5. Be alert to the asymmetry of power between lenders and borrowers which can exacerbate inequality and lead to oppression.
6. Commercial lending and borrowing at interest is admissible (Deuteronomy 23:19-20) but subject to general requirements for market transactions to be relational and to consider the situation of the other party [see Calvin’s treatment of this matter, and his concerns about market lending].
7. Accumulation of debt to finance a materialistic/hedonistic lifestyle is wrong.
Lending and borrowing are commonplace across the world. The Bible has much to say about these activities, relevant to the household level and also across production, trade and economics. Lending and borrowing underpin much of the global economy, and are increasingly more prevalent than outright purchases or sales. Witness the rise in mortgage lending, where most of the transaction (apart from the deposit) is based around a loan/repayment agreement. Consider the government bond markets, which are the largest financial markets at present; essentially, governments borrow money from the bond-holders who are individuals or organisations. The biblical system is radically different, as illustrated by Leviticus 25, which puts the themes of lending and borrowing in context, with the example of the year of Jubilee.
- Read Leviticus 25, and describe how the theme of liberation is applied to land, homes and people.
- Loans are described in Deuteronomy 15:1-11. What do we think about the periodicity of the forgiveness described? Who is responsible for initiating forgiveness? Why was it permitted to charge foreigners interest? Would we be willing to avoid interest as a society if it contributed to having no poor people? How do we view lending to many nations? Proverbs 22:7 demonstrates the relationship between the rich and the poor with regard to rulership and service; how does this connect with the obligation to love your neighbour?
- Collateral is used to reduce risk to the lender in many loans. Exodus 22:25-27 and Deuteronomy 24:6, 10-13 give examples. Do changes in society over three millennia make these commands less relevant today; if so, why?
- Interest is a theme of many passages throughout the Old Testament. Read Leviticus 25:36-37. What is the benefit of the restriction? How does the fear of God relate to living as community? Ezekiel 18:3-13 concerns the themes of “restoring to the debtor” (v7) and “not taking usury, nor increase” (v8).
- Nehemiah 5:1-12 gives an example of a reformation of interest across society. What were the causes for Nehemiah’s anger? How might such a paradigm shift work today?
- What did Jesus borrow in Luke 19:30? How do we learn from his example?
- 2 Kings 6:1-7 recalls a story about lending. What do you notice about the intentions behind the construction project, and the attitude of the person borrowing the axe?
- Deuteronomy 28:44 suggests a connection between borrowing and disobedience. What do you think of this?

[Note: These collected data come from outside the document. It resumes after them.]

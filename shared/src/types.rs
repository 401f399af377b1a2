//! Common types used across the pipeline

use serde::{Deserialize, Serialize};

/// Mean Earth radius used for great-circle distances
pub const EARTH_RADIUS_METERS: f64 = 6_371_000.0;

/// Metres per degree of latitude (flat approximation, fine at field scale)
pub const METERS_PER_DEGREE_LAT: f64 = 111_320.0;

/// GPS coordinates
#[derive(Debug, Clone, Copy, Serialize, Deserialize, PartialEq)]
pub struct GpsCoordinates {
    pub latitude: f64,
    pub longitude: f64,
}

impl GpsCoordinates {
    pub fn new(latitude: f64, longitude: f64) -> Self {
        Self {
            latitude,
            longitude,
        }
    }

    /// Finite and inside the WGS84 ranges
    pub fn is_valid(&self) -> bool {
        self.latitude.is_finite()
            && self.longitude.is_finite()
            && (-90.0..=90.0).contains(&self.latitude)
            && (-180.0..=180.0).contains(&self.longitude)
    }

    /// Great-circle (haversine) distance in metres
    pub fn distance_to(&self, other: &GpsCoordinates) -> f64 {
        let lat1 = self.latitude.to_radians();
        let lat2 = other.latitude.to_radians();
        let d_lat = (other.latitude - self.latitude).to_radians();
        let d_lng = (other.longitude - self.longitude).to_radians();

        let a = (d_lat / 2.0).sin().powi(2) + lat1.cos() * lat2.cos() * (d_lng / 2.0).sin().powi(2);
        let c = 2.0 * a.sqrt().atan2((1.0 - a).sqrt());

        EARTH_RADIUS_METERS * c
    }
}

/// Axis-aligned lat/lng rectangle
#[derive(Debug, Clone, Copy, Serialize, Deserialize, PartialEq)]
pub struct GeoBounds {
    pub lat_min: f64,
    pub lat_max: f64,
    pub lng_min: f64,
    pub lng_max: f64,
}

impl GeoBounds {
    /// Rectangle of `length_m` (north-south) by `width_m` (east-west) centred on `center`
    pub fn around(center: GpsCoordinates, length_m: f64, width_m: f64) -> Self {
        let half_lat = (length_m / 2.0) / METERS_PER_DEGREE_LAT;
        let half_lng =
            (width_m / 2.0) / (METERS_PER_DEGREE_LAT * center.latitude.to_radians().cos());

        Self {
            lat_min: center.latitude - half_lat,
            lat_max: center.latitude + half_lat,
            lng_min: center.longitude - half_lng,
            lng_max: center.longitude + half_lng,
        }
    }

    pub fn lat_span(&self) -> f64 {
        self.lat_max - self.lat_min
    }

    pub fn lng_span(&self) -> f64 {
        self.lng_max - self.lng_min
    }

    pub fn contains(&self, point: &GpsCoordinates) -> bool {
        (self.lat_min..=self.lat_max).contains(&point.latitude)
            && (self.lng_min..=self.lng_max).contains(&point.longitude)
    }

    pub fn centroid(&self) -> GpsCoordinates {
        GpsCoordinates::new(
            (self.lat_min + self.lat_max) / 2.0,
            (self.lng_min + self.lng_max) / 2.0,
        )
    }

    /// South-west corner
    pub fn south_west(&self) -> GpsCoordinates {
        GpsCoordinates::new(self.lat_min, self.lng_min)
    }

    /// North-east corner
    pub fn north_east(&self) -> GpsCoordinates {
        GpsCoordinates::new(self.lat_max, self.lng_max)
    }
}
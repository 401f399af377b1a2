//! Environmental sensor models

use chrono::{DateTime, Duration, Utc};
use serde::{Deserialize, Serialize};
use validator::Validate;

/// A polled snapshot from the field sensor node
#[derive(Debug, Clone, Serialize, Deserialize, Validate, PartialEq)]
pub struct SensorReading {
    pub timestamp: DateTime<Utc>,
    #[validate(range(min = 0.0, max = 100.0, message = "soil moisture must be within 0-100%"))]
    pub soil_moisture_percent: f64,
    #[validate(range(min = -50.0, max = 70.0, message = "soil temperature must be within -50..70 °C"))]
    pub soil_temperature_c: f64,
    #[validate(range(min = 0.0, max = 14.0, message = "soil pH must be within 0-14"))]
    pub soil_ph: f64,
    #[validate(range(min = -50.0, max = 70.0, message = "air temperature must be within -50..70 °C"))]
    pub air_temperature_c: f64,
    #[validate(range(min = 0.0, max = 100.0, message = "air humidity must be within 0-100%"))]
    pub air_humidity_percent: f64,
}

impl SensorReading {
    /// Age of the reading at `now`; negative ages (clock skew) count as fresh
    pub fn age(&self, now: DateTime<Utc>) -> Duration {
        (now - self.timestamp).max(Duration::zero())
    }

    /// Older than `max_age` at `now`
    pub fn is_stale(&self, now: DateTime<Utc>, max_age: Duration) -> bool {
        self.age(now) > max_age
    }
}

/// Freshness of the reading a diagnosis was made with
#[derive(Debug, Clone, Copy, Serialize, Deserialize, PartialEq, Eq)]
#[serde(rename_all = "snake_case")]
pub enum SensorFreshness {
    Fresh,
    Stale,
}
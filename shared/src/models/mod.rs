//! Domain models for the agronomic decision pipeline

mod alert;
mod detection;
mod economics;
mod fusion;
mod grid;
mod mission;
mod sensor;
mod spray;

pub use alert::*;
pub use detection::*;
pub use economics::*;
pub use fusion::*;
pub use grid::*;
pub use mission::*;
pub use sensor::*;
pub use spray::*;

- How does Proverbs 19:17 tell us that we can lend to the Lord? To what effect?
- Read Luke 6:34-5. Why do you think Jesus emphasises giving as opposed to lending?
- Romans 3:22 tells us that God gives us righteousness through faith in Jesus Christ for all who believe. We do not “borrow” his righteousness. It is a gift, freely given. What difference does this gift make to the way we behave?
- What does Romans 13:8 tell us about owing anything to somebody?
- How well do you lend? Can you think of how you could lend better? What about your lending (investing) to banks? What about to brothers and sisters in Christ or people in need?
- How well do you borrow? Where do you borrow? Credit cards, car loans, education, spending, mortgages, investment? Is there some borrowing you would do better without? Are there times you would rather not have borrowed?